Collected data >>
===
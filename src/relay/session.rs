//! Shared session state and the single lock both relay flows write through.

use crossterm::{
    cursor::MoveTo,
    queue,
    terminal::{Clear, ClearType},
};
use std::io::{self, Write};
use std::sync::{Mutex, MutexGuard};

use crate::lock::lock_or_recover;

/// Who produced a run of transcript text.
#[derive(Debug, Clone, Copy, PartialEq, Eq)]
pub enum Role {
    /// The operator at this terminal (communications assistant).
    Operator,
    /// The far end, as decoded by the PBX.
    Remote,
}

impl Role {
    /// Printed once at the start of every run of text from this role.
    pub fn prefix(self) -> &'static str {
        match self {
            Role::Operator => "\nCA : ",
            Role::Remote => "\nTTY: ",
        }
    }
}

#[derive(Debug, Clone, Copy, PartialEq, Eq, Default)]
pub enum Phase {
    #[default]
    Idle,
    Selecting,
    Relaying,
    Terminating,
}

/// Invariant: `active_leg_id` is non-empty exactly while `phase` is `Relaying`.
#[derive(Debug, Clone, Default, PartialEq, Eq)]
pub struct SessionState {
    pub active_leg_id: String,
    /// `None` until the first transcript text of a relay phase.
    pub turn: Option<Role>,
    pub phase: Phase,
    pub refresh_needed: bool,
}

struct SessionInner {
    state: SessionState,
    display: Box<dyn Write + Send>,
}

/// The one session per process. Everything that touches `state` or the
/// display goes through [`Session::lock`].
pub struct Session {
    inner: Mutex<SessionInner>,
}

impl Session {
    pub fn new(display: Box<dyn Write + Send>) -> Self {
        Self {
            inner: Mutex::new(SessionInner {
                state: SessionState::default(),
                display,
            }),
        }
    }

    pub fn lock(&self) -> SessionGuard<'_> {
        SessionGuard {
            inner: lock_or_recover(&self.inner, "session"),
        }
    }

    pub fn snapshot(&self) -> SessionState {
        self.lock().state().clone()
    }

    pub fn phase(&self) -> Phase {
        self.lock().state().phase
    }

    /// Enter channel selection. The first listing is always fresh.
    pub fn enter_selecting(&self) {
        let mut guard = self.lock();
        let state = guard.state_mut();
        if state.phase == Phase::Terminating {
            return;
        }
        state.phase = Phase::Selecting;
        state.active_leg_id.clear();
        state.refresh_needed = true;
    }

    /// Start relaying on `leg`. Called only once the relay is enabled on it.
    pub fn begin_relay(&self, leg: &str) {
        let mut guard = self.lock();
        let state = guard.state_mut();
        if state.phase == Phase::Terminating {
            return;
        }
        state.active_leg_id = leg.to_string();
        state.phase = Phase::Relaying;
        state.turn = None;
        state.refresh_needed = false;
    }

    pub fn end_relay(&self) {
        let mut guard = self.lock();
        let state = guard.state_mut();
        state.active_leg_id.clear();
        if state.phase != Phase::Terminating {
            state.phase = Phase::Idle;
        }
    }

    pub fn terminate(&self) {
        let mut guard = self.lock();
        let state = guard.state_mut();
        state.active_leg_id.clear();
        state.phase = Phase::Terminating;
    }

    pub fn request_refresh(&self) {
        self.lock().state_mut().refresh_needed = true;
    }

    /// Consume the refresh flag.
    pub fn take_refresh(&self) -> bool {
        std::mem::take(&mut self.lock().state_mut().refresh_needed)
    }
}

/// Held lock on the session. Keep it short: no network I/O while holding it.
pub struct SessionGuard<'a> {
    inner: MutexGuard<'a, SessionInner>,
}

impl SessionGuard<'_> {
    pub fn state(&self) -> &SessionState {
        &self.inner.state
    }

    pub fn state_mut(&mut self) -> &mut SessionState {
        &mut self.inner.state
    }

    /// Append transcript text for `role`, printing the role prefix when the
    /// turn changes hands.
    pub fn write_as(&mut self, role: Role, text: &str) -> io::Result<()> {
        let inner = &mut *self.inner;
        if inner.state.turn != Some(role) {
            inner.display.write_all(role.prefix().as_bytes())?;
            inner.state.turn = Some(role);
        }
        inner.display.write_all(text.as_bytes())?;
        inner.display.flush()
    }

    /// Write text that belongs to neither party (menus, prompts, listings).
    pub fn print(&mut self, text: &str) -> io::Result<()> {
        self.inner.display.write_all(text.as_bytes())?;
        self.inner.display.flush()
    }

    pub fn clear_screen(&mut self) -> io::Result<()> {
        queue!(self.inner.display, MoveTo(0, 0), Clear(ClearType::All))?;
        self.inner.display.flush()
    }
}
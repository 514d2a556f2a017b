//! Fixed screen text and the stdout writer the session prints through.

use std::io::{self, Write};

pub const TITLE: &str = "*** TTYSpy ***\n";
pub const SELECT_HINT: &str =
    "Select the non-TTY side of the call (the leg the TTY user is talking to).\n\n";
pub const MENU: &str = "ESC + [H] Help [Q] Quit [1] Dial Number [2] Hangup [4] Send Greeting [8] Clear Screen [D] Toggle DTMF\n";
pub const GREETING: &str = "HELLO GA";
pub const DIAL_PROMPT: &str = "\nNBR: ";
pub const CALL_DISCONNECTED: &str = "*** CALL DISCONNECTED ***";

/// Writes to the real terminal. Raw mode turns off output post-processing,
/// so bare line feeds are expanded to CR LF here.
pub struct TerminalWriter<W: Write> {
    out: W,
}

impl<W: Write> TerminalWriter<W> {
    pub fn new(out: W) -> Self {
        Self { out }
    }
}

impl TerminalWriter<io::Stdout> {
    pub fn stdout() -> Self {
        Self::new(io::stdout())
    }
}

impl<W: Write> Write for TerminalWriter<W> {
    fn write(&mut self, buf: &[u8]) -> io::Result<usize> {
        let mut start = 0;
        for (i, byte) in buf.iter().enumerate() {
            if *byte == b'\n' {
                self.out.write_all(&buf[start..i])?;
                self.out.write_all(b"\r\n")?;
                start = i + 1;
            }
        }
        self.out.write_all(&buf[start..])?;
        Ok(buf.len())
    }

    fn flush(&mut self) -> io::Result<()> {
        self.out.flush()
    }
}
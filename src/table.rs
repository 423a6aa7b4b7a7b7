// src/table.rs
//
// Pipe-delimited wide files: one header row of periods, one row per line item.

use crate::{error::FormatError, output::write_atomic, period::PeriodSeq};
use anyhow::{anyhow, Context, Result};
use csv::{QuoteStyle, ReaderBuilder, Terminator, WriterBuilder};
use std::{io::Read, path::Path};

pub const DELIMITER: u8 = b'|';
pub const DATE_HEADER: &str = "quarter end date";

/// Read every record of a delimited file as raw fields, without quoting
/// rules and without requiring a uniform width.
pub fn read_records<R: Read>(reader: R) -> Result<Vec<Vec<String>>> {
    let mut rdr = ReaderBuilder::new()
        .delimiter(DELIMITER)
        .has_headers(false)
        .flexible(true)
        .quoting(false)
        .from_reader(reader);

    let mut out = Vec::new();
    for (idx, result) in rdr.records().enumerate() {
        let record = result.with_context(|| format!("parse error at record {}", idx))?;
        out.push(record.iter().map(str::to_string).collect());
    }
    Ok(out)
}

pub fn read_records_from_path(path: &Path) -> Result<Vec<Vec<String>>> {
    let file = std::fs::File::open(path).with_context(|| format!("opening {:?}", path))?;
    read_records(file).with_context(|| format!("reading {:?}", path))
}

/// Serialize records as `\n`-terminated pipe-delimited lines.
pub fn render_records<I, R, S>(records: I) -> Result<Vec<u8>>
where
    I: IntoIterator<Item = R>,
    R: IntoIterator<Item = S>,
    S: AsRef<[u8]>,
{
    let mut wtr = WriterBuilder::new()
        .delimiter(DELIMITER)
        .has_headers(false)
        .flexible(true)
        .quote_style(QuoteStyle::Never)
        .terminator(Terminator::Any(b'\n'))
        .from_writer(Vec::new());
    for record in records {
        wtr.write_record(record)?;
    }
    wtr.into_inner()
        .map_err(|e| anyhow!("flushing records: {}", e.error()))
}

pub fn write_records<I, R, S>(path: &Path, records: I) -> Result<()>
where
    I: IntoIterator<Item = R>,
    R: IntoIterator<Item = S>,
    S: AsRef<[u8]>,
{
    let bytes = render_records(records)?;
    write_atomic(path, &bytes)
}

#[derive(Clone, Debug, PartialEq)]
pub struct Row {
    pub label: String,
    pub values: Vec<String>,
}

/// A validated wide table: strictly increasing periods, and every row as wide
/// as the header.
#[derive(Clone, Debug, PartialEq)]
pub struct Table {
    pub label: String,
    pub periods: PeriodSeq,
    pub rows: Vec<Row>,
}

impl Table {
    pub fn from_records(records: Vec<Vec<String>>) -> Result<Self, FormatError> {
        let mut iter = records.into_iter();
        let mut header = iter.next().ok_or(FormatError::Empty)?.into_iter();
        let label = header.next().unwrap_or_default();
        let labels: Vec<String> = header.collect();
        let periods = PeriodSeq::parse(&labels)?;
        let width = labels.len() + 1;

        let mut rows = Vec::new();
        for (i, record) in iter.enumerate() {
            if record.len() != width {
                return Err(FormatError::FieldCountMismatch {
                    row: i + 1,
                    expected: width,
                    found: record.len(),
                });
            }
            let mut fields = record.into_iter();
            let label = fields.next().unwrap_or_default();
            rows.push(Row {
                label,
                values: fields.collect(),
            });
        }

        Ok(Self {
            label,
            periods,
            rows,
        })
    }

    pub fn read(path: &Path) -> Result<Self> {
        let records = read_records_from_path(path)?;
        Self::from_records(records).with_context(|| format!("invalid table {:?}", path))
    }

    /// Fail unless the header is the statement date header with at least one
    /// period.
    pub fn require_date_header(&self) -> Result<(), FormatError> {
        if self.label != DATE_HEADER {
            return Err(FormatError::MissingDateHeader {
                expected: DATE_HEADER,
                found: self.label.clone(),
            });
        }
        if self.periods.is_empty() {
            return Err(FormatError::NoPeriods);
        }
        Ok(())
    }

    pub fn to_records(&self) -> Vec<Vec<String>> {
        let mut out = Vec::with_capacity(self.rows.len() + 1);
        let mut header = vec![self.label.clone()];
        header.extend(self.periods.labels());
        out.push(header);
        for row in &self.rows {
            let mut r = Vec::with_capacity(row.values.len() + 1);
            r.push(row.label.clone());
            r.extend(row.values.iter().cloned());
            out.push(r);
        }
        out
    }

    pub fn write(&self, path: &Path) -> Result<()> {
        write_records(path, self.to_records())
    }
}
===
TASK DIRECTIONS >>
Your answer should be each line of the data that contains the word "MoveTo", copied as it stands.

SOLUTION TO THIS TASK >>
    cursor::MoveTo,
        queue!(self.inner.display, MoveTo(0, 0), Clear(ClearType::All))?;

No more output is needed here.